リヨンに向かうTGVの中でニコラスは、はるか昔に出遭った男のことをふと思い出した。確かまだ生きているとすれば、今もまだリヨンに住んでいるはずである。
懐かしい思いを胸に、静かに目を閉じる。
オレンジ色の車体は、緑の大地を割くように南へと走っている。
今日もまた、いつものシーンで目が覚める、頬には涙が流れていた。
時計の針は夜中の4時を指している。外はまだ暗闇に包まれ、星明りだけが輝いていた。
静かにベッドから抜け出し、音もなく着替えてあらかじめ用意していたカバンをベッドの下から引っ張り出す。
「何の挨拶もなく出ていくつもりか?」
ショウはカバンを手にゆっくりと立ち上がり、振り返った。
ヤンはそのショウの瞳を見て言った。
「いい目になった。お前はわしの孫だ、いつでも帰っておいで」
ヤンはショウの瞳を見てすべてを理解した。彼はもう決心をしたのだと、その決心を遮る術をヤンは持ち合わせてはいなかった。ショウ自身がどんな困難をも覚悟して自分の人生に向き合う覚悟を決めたのだ、何の理由があってそれを止めることができるであろうか。まして、ショウはヤンが初めてその才能に驚愕した唯一の愛弟子である。どんな困難であろうとも彼なら大丈夫だと、師であるヤンが一番理解しているのだ。

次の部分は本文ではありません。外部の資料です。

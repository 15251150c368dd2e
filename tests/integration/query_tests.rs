use anyhow::Result;

use swarm_index::{QueryEngine, TextHit};

use crate::helpers::test_harness::TestHarness;

fn paths(hits: &[TextHit]) -> Vec<&str> {
    hits.iter().map(|h| h.path.as_str()).collect()
}

#[test]
fn test_end_to_end_widget_scenario() -> Result<()> {
    let harness = TestHarness::new()?;
    harness.create_test_file(
        "a.py",
        "\"\"\"Widget module.\"\"\"\n\ndef foo():\n    return 'widget'\n",
    )?;
    harness.create_test_file("b.py", "label = 'widget'\n")?;
    harness.build()?;

    let engine = harness.engine();

    // a.py: "Widget" in the docstring plus 'widget' in the body
    let hits = engine.by_text("widget", 5);
    assert_eq!(paths(&hits), vec!["a.py", "b.py"]);
    assert_eq!(hits[0].score, 2);
    assert_eq!(hits[1].score, 1);
    assert_eq!(hits[0].summary, "Widget module.");

    let symbols = engine.by_symbol("foo");
    assert_eq!(symbols.len(), 1);
    assert_eq!(symbols[0].path, "a.py");
    assert_eq!(symbols[0].symbol.lineno, 3);
    assert!(symbols[0].snippet.starts_with("\"\"\"Widget module.\"\"\""));
    Ok(())
}

#[test]
fn test_by_path_present_and_absent() -> Result<()> {
    let harness = TestHarness::new()?;
    harness.create_test_file("pkg/mod.py", "\"\"\"Package module.\"\"\"\nvalue = 1\n")?;
    harness.build()?;

    let engine = harness.engine();
    let hits = engine.by_path("pkg/mod.py");
    assert_eq!(hits.len(), 1);
    assert_eq!(hits[0].summary, "Package module.");
    assert_eq!(hits[0].snippet, "\"\"\"Package module.\"\"\"\nvalue = 1");

    assert!(engine.by_path("pkg/missing.py").is_empty());
    assert!(engine.by_path("mod.py").is_empty());
    Ok(())
}

#[test]
fn test_scores_grow_with_more_occurrences() -> Result<()> {
    let harness = TestHarness::new()?;
    harness.create_test_file("a.py", "gizmo = 1\n")?;
    harness.build()?;
    let before = harness.engine().by_text("gizmo", 5)[0].score;

    harness.create_test_file("a.py", "gizmo = 1\ngizmo_count = gizmo + gizmo\n")?;
    harness.build()?;
    let after = harness.engine().by_text("gizmo", 5)[0].score;

    assert_eq!(before, 1);
    assert!(after >= before);
    assert_eq!(after, 3);
    Ok(())
}

#[test]
fn test_ties_break_by_path_and_limit_truncates() -> Result<()> {
    let harness = TestHarness::new()?;
    for name in ["d.py", "b.py", "c.py", "a.py"] {
        harness.create_test_file(name, "token_here = 1\n")?;
    }
    harness.build()?;

    let engine = harness.engine();
    assert_eq!(paths(&engine.by_text("token_here", 10)), vec!["a.py", "b.py", "c.py", "d.py"]);
    assert_eq!(paths(&engine.by_text("token_here", 2)), vec!["a.py", "b.py"]);
    assert!(engine.by_text("absent", 10).is_empty());
    Ok(())
}

#[test]
fn test_snippets_follow_working_tree() -> Result<()> {
    let harness = TestHarness::new()?;
    harness.create_test_file("a.py", "def foo():\n    pass\n")?;
    harness.create_test_file("b.py", "def foo():\n    return 2\n")?;
    harness.build()?;

    harness.create_test_file("a.py", "# edited\ndef foo():\n    pass\n")?;
    harness.remove_test_file("b.py")?;

    let hits = harness.engine().by_symbol("foo");
    assert_eq!(hits.len(), 2);
    assert!(hits[0].snippet.starts_with("# edited"));
    // stale entry, file gone: empty snippet rather than an error
    assert_eq!(hits[1].path, "b.py");
    assert_eq!(hits[1].snippet, "");
    Ok(())
}

#[test]
fn test_open_engine_keeps_its_snapshot() -> Result<()> {
    let harness = TestHarness::new()?;
    harness.create_test_file("a.py", "def first():\n    pass\n")?;
    harness.build()?;
    let engine = harness.engine();

    harness.create_test_file("b.py", "def second():\n    pass\n")?;
    harness.build()?;

    assert!(engine.by_symbol("second").is_empty());
    assert_eq!(harness.engine().by_symbol("second").len(), 1);
    Ok(())
}

#[test]
fn test_without_index_everything_is_empty() -> Result<()> {
    let harness = TestHarness::new()?;
    harness.create_test_file("a.py", "def foo():\n    pass\n")?;

    let engine = QueryEngine::open(harness.path());
    assert!(engine.by_symbol("foo").is_empty());
    assert!(engine.by_path("a.py").is_empty());
    assert!(engine.by_text("foo", 5).is_empty());
    Ok(())
}

#[test]
fn test_hits_serialize_with_stable_fields() -> Result<()> {
    let harness = TestHarness::new()?;
    harness.create_test_file("a.py", "def foo():\n    \"\"\"Doc.\"\"\"\n")?;
    harness.build()?;

    let hits = harness.engine().by_symbol("foo");
    let json = serde_json::to_value(&hits)?;
    assert_eq!(json[0]["path"], "a.py");
    assert_eq!(json[0]["symbol"]["name"], "foo");
    assert_eq!(json[0]["symbol"]["lineno"], 1);
    assert_eq!(json[0]["symbol"]["doc"], "Doc.");
    Ok(())
}
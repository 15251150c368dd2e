//! Query engine over a persisted index.
//!
//! This module contains:
//! - `postings` - Inverted `token -> (file, count)` lists for free-text ranking
//! - `snippet` - Line windows read from the live working tree
//! - `query` - `QueryEngine` with symbol, path and free-text lookups

pub mod postings;
pub mod query;
pub mod snippet;

pub use postings::Postings;
pub use query::{FileHit, QueryEngine, SymbolHit, TextHit, DEFAULT_TEXT_LIMIT};
pub use snippet::SourceReader;
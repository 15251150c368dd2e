//! Index command implementation.
//!
//! Runs a full build with a progress bar. Ctrl+C cancels the build before
//! anything is written.

use anyhow::{bail, Context, Result};
use std::path::{Path, PathBuf};
use tokio_util::sync::CancellationToken;
use tracing::info;

use crate::config::Config;
use crate::indexing::IndexBuilder;

/// Run the index command.
///
/// # Arguments
///
/// * `root` - Project root to scan
/// * `config` - Loaded project configuration
/// * `output` - Alternative index location
pub async fn run(root: &Path, config: Config, output: Option<PathBuf>) -> Result<()> {
    let cancel = CancellationToken::new();
    let ctrl_c_token = cancel.clone();
    let ctrl_c = tokio::spawn(async move {
        if tokio::signal::ctrl_c().await.is_ok() {
            eprintln!("Cancelling index build...");
            ctrl_c_token.cancel();
        }
    });

    let builder = IndexBuilder::new(root, config)
        .with_cancellation(cancel)
        .with_progress(true);

    println!("Project root: {}", root.display());

    let outcome = tokio::task::spawn_blocking(move || builder.build(output.as_deref()))
        .await
        .context("Index build task panicked")?
        .context("Index build failed")?;
    ctrl_c.abort();

    outcome.report.print_summary();
    println!("Symbols: {}", outcome.index.symbol_count());

    if let Some(e) = outcome.persist_error {
        bail!("Index was built but could not be saved: {}", e);
    }

    println!("Index written to {}", outcome.output_path.display());
    info!("Index command finished");
    Ok(())
}
//! Read-only lookups over a loaded index.

use std::path::{Path, PathBuf};

use serde::Serialize;
use tracing::debug;

use crate::config::Config;
use crate::indexer::tokenize;
use crate::model::{Index, Symbol};
use crate::storage::IndexStore;

use super::postings::Postings;
use super::snippet::{SourceReader, PATH_WINDOW, TEXT_WINDOW};

/// Default number of free-text results
pub const DEFAULT_TEXT_LIMIT: usize = 5;

/// A symbol declaration matching a name lookup
#[derive(Debug, Clone, PartialEq, Eq, Serialize)]
pub struct SymbolHit {
    pub path: String,
    pub symbol: Symbol,
    pub snippet: String,
}

/// The entry for an exact path lookup
#[derive(Debug, Clone, PartialEq, Eq, Serialize)]
pub struct FileHit {
    pub path: String,
    pub summary: String,
    pub snippet: String,
}

/// A ranked free-text match
#[derive(Debug, Clone, PartialEq, Eq, Serialize)]
pub struct TextHit {
    pub path: String,
    pub summary: String,
    pub score: u64,
    pub snippet: String,
}

/// Query engine over one immutable index snapshot.
///
/// A rebuild never changes a running engine; open a new one to see it.
pub struct QueryEngine {
    index: Index,
    postings: Postings,
    source: SourceReader,
}

impl QueryEngine {
    /// Wrap an in-memory index for the project at `root`
    pub fn new(root: impl Into<PathBuf>, index: Index) -> Self {
        let postings = Postings::from_index(&index);
        debug!(
            "Query engine ready: {} files, {} distinct terms",
            index.len(),
            postings.vocabulary_len()
        );
        Self {
            index,
            postings,
            source: SourceReader::new(root),
        }
    }

    /// Load the persisted index for `root`; a missing or unreadable index is empty.
    pub fn open(root: &Path) -> Self {
        Self::open_with_config(root, &Config::load(root).unwrap_or_default())
    }

    pub fn open_with_config(root: &Path, config: &Config) -> Self {
        let index = IndexStore::for_project(root, config).load_or_empty();
        Self::new(root, index)
    }

    pub fn index(&self) -> &Index {
        &self.index
    }

    /// Every symbol named exactly `name`, in index key order then declaration order.
    pub fn by_symbol(&self, name: &str) -> Vec<SymbolHit> {
        self.index
            .files
            .iter()
            .flat_map(|(path, summary)| {
                summary
                    .symbols
                    .iter()
                    .filter(|symbol| symbol.name == name)
                    .map(move |symbol| (path, symbol))
            })
            .map(|(path, symbol)| SymbolHit {
                path: path.clone(),
                symbol: symbol.clone(),
                snippet: self.source.around_line(path, symbol.lineno),
            })
            .collect()
    }

    /// Exact key lookup; zero or one hit.
    pub fn by_path(&self, rel_path: &str) -> Vec<FileHit> {
        self.index
            .get(rel_path)
            .map(|summary| FileHit {
                path: rel_path.to_string(),
                summary: summary.summary.clone(),
                snippet: self.source.head(rel_path, PATH_WINDOW),
            })
            .into_iter()
            .collect()
    }

    /// Rank files by the summed frequency of the query's tokens.
    pub fn by_text(&self, query: &str, limit: usize) -> Vec<TextHit> {
        let tokens = tokenize(query);
        if tokens.is_empty() || limit == 0 {
            return Vec::new();
        }

        self.postings
            .score(&tokens)
            .into_iter()
            .take(limit)
            .filter_map(|(ordinal, score)| {
                let path = self.postings.path(ordinal)?;
                let summary = self.index.get(path)?;
                Some(TextHit {
                    path: path.to_string(),
                    summary: summary.summary.clone(),
                    score,
                    snippet: self.source.head(path, TEXT_WINDOW),
                })
            })
            .collect()
    }
}
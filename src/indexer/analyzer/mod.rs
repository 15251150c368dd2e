//! Per-file analysis: structural outline via tree-sitter plus lexical terms.
//!
//! Structure is best effort. When a file does not parse cleanly its
//! description, symbols and imports are left empty and the file is reported
//! as degraded, but its term table is always computed from the raw text.

pub mod parser_pool;
pub mod parsers;

use std::borrow::Cow;
use std::path::Path;
use std::sync::Arc;

use tracing::debug;

use crate::error::{DegradedFile, ProcessingStage};
use crate::indexer::terms::term_frequencies;
use crate::model::FileSummary;

pub use parser_pool::ParserPool;
pub use parsers::{Outline, ParserRegistry, StructuralParser};

/// Result of analyzing one file
#[derive(Debug, Clone)]
pub struct Analysis {
    pub summary: FileSummary,
    /// Set when structural extraction was skipped for this file
    pub degraded: Option<DegradedFile>,
    /// Language whose grammar was applied, if any
    pub language: Option<&'static str>,
}

/// Turns file contents into [`FileSummary`] values.
///
/// Holds mutable parser state, so each worker thread needs its own instance.
/// The registry itself is shared.
pub struct Analyzer {
    registry: Arc<ParserRegistry>,
    pool: ParserPool,
}

impl Analyzer {
    /// Analyzer with all built-in languages
    pub fn new() -> Self {
        Self::with_registry(Arc::new(ParserRegistry::new()))
    }

    pub fn with_registry(registry: Arc<ParserRegistry>) -> Self {
        Self {
            registry,
            pool: ParserPool::new(),
        }
    }

    /// Analyze `content`, using `path` (root-relative) for language detection
    /// and degradation reports.
    pub fn analyze(&mut self, path: &Path, content: &str) -> Analysis {
        let terms = term_frequencies(content);

        let ext = path.extension().and_then(|e| e.to_str()).unwrap_or("");
        let Some(structural) = self.registry.for_extension(ext) else {
            debug!("No structural parser for {:?}, indexing terms only", path);
            return Analysis {
                summary: FileSummary::terms_only(terms),
                degraded: None,
                language: None,
            };
        };
        let language = Some(structural.language_id());

        let degrade = |reason: String| Analysis {
            summary: FileSummary::terms_only(terms.clone()),
            degraded: Some(DegradedFile::new(path, ProcessingStage::Parse, reason)),
            language,
        };

        let Some(parser) = self.pool.get_parser(structural) else {
            return degrade(format!("{} grammar unavailable", structural.language_id()));
        };

        let source = normalize_line_endings(content);
        let Some(tree) = parser.parse(source.as_bytes(), None) else {
            return degrade("parser returned no tree".to_string());
        };

        let rejected = parsers::first_error_line(&tree)
            .or_else(|| structural.first_rejected_line(&tree, source.as_bytes()));
        if let Some(line) = rejected {
            debug!("Syntax error in {:?} at line {}", path, line);
            return degrade(format!("syntax error near line {}", line));
        }

        let outline = structural.outline(&tree, source.as_bytes());
        let mut symbols = outline.symbols;
        // Stable: equal lines keep discovery order
        symbols.sort_by_key(|s| s.lineno);

        Analysis {
            summary: FileSummary {
                summary: outline.description,
                symbols,
                imports: outline.imports,
                terms,
            },
            degraded: None,
            language,
        }
    }
}

impl Default for Analyzer {
    fn default() -> Self {
        Self::new()
    }
}

/// Rewrite `\r\n` and lone `\r` as `\n` so every grammar counts lines the same way.
fn normalize_line_endings(content: &str) -> Cow<'_, str> {
    if content.contains('\r') {
        Cow::Owned(content.replace("\r\n", "\n").replace('\r', "\n"))
    } else {
        Cow::Borrowed(content)
    }
}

ショウはヤンを見つめて、フッと躊躇いがちにほほ笑んだ。
それは、心配そうな目で見つめるヤンに対して、ありがとう、心配しないで、ごめんなさい、などいろいろな感情が集約されたものであった。
すでにこの二人には、言葉など必要なかった。このたった数か月の間に二人は理解しあえたのだ。師として、弟子として、そして人として、二人の心は繋がっていたのだ。
「また来ます」
この一言を言い残して、静かにショウは出て行ってしまった。
ヤンは一人家の前で夜を眺めていた。
まだ闇に包まれた空に星々が飾り付けられていた。